Importantly, this pattern of results persisted when strictly equating the number of valid trials available in each condition, suggesting that it cannot be attributed to differences in valid trial numbers resulting from variations in behavioural performance across task conditions (Supplementary Results and Supplementary Table S1).
Multivariate pattern analyses (MVPA) of electrophysiological data during a visual search task suggest similar speed and strength of target selection for human and non-human target faces, consistent with earlier ERP analyses of a specific component (i.e. N2pc). Both of these neural findings about target location contrast with clear differences in target detection performance at the behavioural level favouring human faces23. MVPA additionally revealed that target location could be more accurately classified from neural patterns during exemplar search compared to category search for both human and non-human faces, even though behaviourally the participants were impaired in responding to non-human exemplar targets but not non-human category targets. Neural patterns also differed according to task, i.e. whether participants engaged in exemplar or category search. Target type (exemplar or category) could be classified from approximately 100 ms, with higher accuracy for human than non-human faces at a latency (approximately 175–200 ms) that preceded target selection (based on latencies to peak target location classification, Table 2).

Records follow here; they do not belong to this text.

use crate::ciphertext::{Ciphertext, encrypt_component};
use crate::errors::DJCryptoError;
use crate::hensel::reduce;
use crate::ring::{Ring, crt, factorial, is_unit};

use num_bigint::{BigInt, BigUint};
use num_integer::Integer;
use num_traits::{One, Zero};
use rand::{CryptoRng, RngCore};
use serde::{Deserialize, Serialize};
use tracing::debug;

use std::collections::HashMap;
use std::sync::{Arc, PoisonError, RwLock};

#[derive(Debug, Clone, PartialEq, Eq, Serialize, Deserialize)]
pub struct PublicKey {
    /// RSA modulus `p·q`.
    pub n: BigUint,
    /// Generator, always `n + 1`.
    pub g: BigUint,
}

impl PublicKey {
    /// Public key for modulus `n`, with generator `g = n + 1`.
    pub fn new(n: BigUint) -> Self {
        let g = &n + BigUint::one();
        Self { n, g }
    }

    /// Encrypts every message independently into one batched ciphertext over Z/n^{s+1}Z.
    ///
    /// Each component is `g^m · r^{n^s} mod n^{s+1}` with a fresh unit `r` drawn from `rng`.
    /// Messages are interpreted modulo `n^s`; keeping them below that bound is up to the
    /// caller.
    pub fn encrypt<R>(
        &self,
        messages: &[BigUint],
        s: u32,
        rng: &mut R,
    ) -> Result<Ciphertext, DJCryptoError>
    where
        R: CryptoRng + RngCore + ?Sized,
    {
        if s == 0 {
            return Err(DJCryptoError::InvalidParameters(
                "Expansion exponent s must be >= 1".to_string(),
            ));
        }

        let ns = self.n.pow(s);
        let ring = Ring::try_with(&ns * &self.n)?;

        let values = messages
            .iter()
            .map(|m| encrypt_component(&self.g, m, &ns, &ring, rng))
            .collect::<Result<Vec<_>, _>>()?;

        Ok(Ciphertext::from_parts(
            self.n.clone(),
            self.g.clone(),
            s,
            ns,
            values,
        ))
    }
}

/// Everything decryption needs for one value of `s`.
///
/// `d` is the CRT solution of `d ≡ 0 (mod phi)`, `d ≡ 1 (mod n^s)`: raising a ciphertext
/// to `d` kills the blinding factor and leaves `(1 + n)^m`.
#[derive(Debug, Clone, PartialEq, Eq, Serialize, Deserialize)]
pub struct DecryptionContext {
    n: BigUint,
    s: u32,
    ns: BigUint,
    d: BigUint,
}

impl DecryptionContext {
    /// Derives `(n^s, d)` for `s` from the key's `n` and `phi`.
    ///
    /// # Errors
    ///
    /// * `InvalidParameters` if `s == 0`.
    /// * `DegenerateKey` if a prime factor of `n` is not above `s`, so `s!` is not a unit.
    pub fn derive(n: &BigUint, phi: &BigUint, s: u32) -> Result<Self, DJCryptoError> {
        if s == 0 {
            return Err(DJCryptoError::InvalidParameters(
                "Expansion exponent s must be >= 1".to_string(),
            ));
        }

        if !is_unit(&factorial(s), n) {
            return Err(DJCryptoError::DegenerateKey(format!(
                "Modulus {} has a prime factor not above s = {}",
                n, s
            )));
        }

        let ns = n.pow(s);
        let d = crt(&[BigUint::zero(), BigUint::one()], &[phi.clone(), ns.clone()])?;

        Ok(Self {
            n: n.clone(),
            s,
            ns,
            d,
        })
    }

    pub fn s(&self) -> u32 {
        self.s
    }

    pub fn ns(&self) -> &BigUint {
        &self.ns
    }

    pub fn d(&self) -> &BigUint {
        &self.d
    }

    /// Decrypts a ciphertext produced with this context's `n` and `s`.
    pub fn decrypt(&self, ciphertext: &Ciphertext) -> Result<Vec<BigUint>, DJCryptoError> {
        if ciphertext.n() != &self.n {
            return Err(DJCryptoError::ParameterMismatch(
                "Ciphertext was not produced under this key's modulus".to_string(),
            ));
        }

        if ciphertext.s() != self.s {
            return Err(DJCryptoError::ParameterMismatch(format!(
                "Ciphertext uses s = {}, context was derived for s = {}",
                ciphertext.s(),
                self.s
            )));
        }

        let ring = Ring::try_with(&self.ns * &self.n)?;
        let ns = BigInt::from(self.ns.clone());

        ciphertext
            .values()
            .iter()
            .map(|c| -> Result<BigUint, DJCryptoError> {
                let u = ring.pow(c, &self.d);
                let (_, m) = reduce(&u, &self.n, self.s)?.mod_floor(&ns).into_parts();
                Ok(m)
            })
            .collect()
    }
}

#[derive(Debug, Serialize, Deserialize)]
pub struct SecretKey {
    n: BigUint,
    phi: BigUint,
    /// Context for the `s` the key was generated with.
    context: DecryptionContext,
    /// Contexts for every other `s` seen so far, rebuilt on demand from `n` and `phi`.
    #[serde(skip)]
    derived: RwLock<HashMap<u32, Arc<DecryptionContext>>>,
}

impl SecretKey {
    /// Builds a secret key from `n`, its group exponent `phi` and the key's own `s`.
    pub fn try_with(n: BigUint, phi: BigUint, s: u32) -> Result<Self, DJCryptoError> {
        let context = DecryptionContext::derive(&n, &phi, s)?;

        Ok(Self {
            n,
            phi,
            context,
            derived: RwLock::default(),
        })
    }

    pub fn n(&self) -> &BigUint {
        &self.n
    }

    pub fn phi(&self) -> &BigUint {
        &self.phi
    }

    pub fn s(&self) -> u32 {
        self.context.s
    }

    pub fn ns(&self) -> &BigUint {
        &self.context.ns
    }

    pub fn d(&self) -> &BigUint {
        &self.context.d
    }

    /// The public half of this key.
    pub fn public_key(&self) -> PublicKey {
        PublicKey::new(self.n.clone())
    }

    /// Re-derives `(n^s, d)` for `s` from the key's immutable `n` and `phi`.
    ///
    /// Pure: calling it never touches the key.
    pub fn derive_context(&self, s: u32) -> Result<DecryptionContext, DJCryptoError> {
        DecryptionContext::derive(&self.n, &self.phi, s)
    }

    /// Memoized [`SecretKey::derive_context`].
    pub fn context(&self, s: u32) -> Result<Arc<DecryptionContext>, DJCryptoError> {
        if s == self.context.s {
            return Ok(Arc::new(self.context.clone()));
        }

        {
            let cache = self.derived.read().unwrap_or_else(PoisonError::into_inner);
            if let Some(context) = cache.get(&s) {
                return Ok(Arc::clone(context));
            }
        }

        let context = Arc::new(self.derive_context(s)?);
        debug!(s, key_s = self.context.s, "derived decryption context");

        let mut cache = self.derived.write().unwrap_or_else(PoisonError::into_inner);
        Ok(Arc::clone(cache.entry(s).or_insert(context)))
    }

    /// Decrypts every component of `ciphertext`.
    ///
    /// A ciphertext encrypted under a different `s` than the key's own is decrypted with
    /// the matching derived context.
    pub fn decrypt(&self, ciphertext: &Ciphertext) -> Result<Vec<BigUint>, DJCryptoError> {
        if ciphertext.s() == self.context.s {
            return self.context.decrypt(ciphertext);
        }

        self.context(ciphertext.s())?.decrypt(ciphertext)
    }
}

impl Clone for SecretKey {
    fn clone(&self) -> Self {
        let derived = self
            .derived
            .read()
            .unwrap_or_else(PoisonError::into_inner)
            .clone();

        Self {
            n: self.n.clone(),
            phi: self.phi.clone(),
            context: self.context.clone(),
            derived: RwLock::new(derived),
        }
    }
}

impl PartialEq for SecretKey {
    fn eq(&self, other: &Self) -> bool {
        self.n == other.n && self.phi == other.phi && self.context == other.context
    }
}

impl Eq for SecretKey {}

The aim of the present study was to investigate the dynamics of the representations elicited during visual search, specifically for familiar (human faces) and unfamiliar (non-human faces) stimuli. First, multivariate analyses replicated the ERP results that had shown higher N2pc amplitudes (selection of target in a particular hemi-field) for exemplar than category face targets regardless of face species23. The present findings are also in accordance with previous reports using multivariate analyses of EEG data from a visual search task, showing that target location can be classified reliably based on the EEG signal from approximately 200 ms24,32. Here, we additionally show that target location can be more reliably classified from the multivariate EEG signal when the target is an exemplar than when the target is a category, regardless of target processing expertise (here, human or non-human face species). Such an effect, which extends the documented N2pc effect23 to a multivariate perspective, may originate from the increased specificity of exemplar targets. Second, we showed that neural responses associated with exemplar versus category level processing differed more reliably for human than non-human faces from approximately 175–200 ms after stimulus onset. A possible interpretation of this finding is that the representations of human face exemplars are more robust or engage more specialized neural processes than those of non-human face exemplars. Efficient exemplar (versus category) level processing of human but not non-human faces is a theoretical hallmark of perceptual expertise for human faces (perceptual narrowing9) that is most clearly evidenced behaviourally2,5,33,34, but also with EEG using repetition suppression7. The current finding provides a potential marker of perceptual expertise for human versus other-species faces, apparent at a latency (175–200 ms) that precedes target selection35. The results are in line with prior reports of effects at similar latencies when comparing responses to own- versus other-race faces7,12. Future research, using a design in which only one stimulus was present on each trial, will be needed to determine whether the effect we describe is related to the modulation of the N170 or of the later N250 component by other-race faces11,12,14.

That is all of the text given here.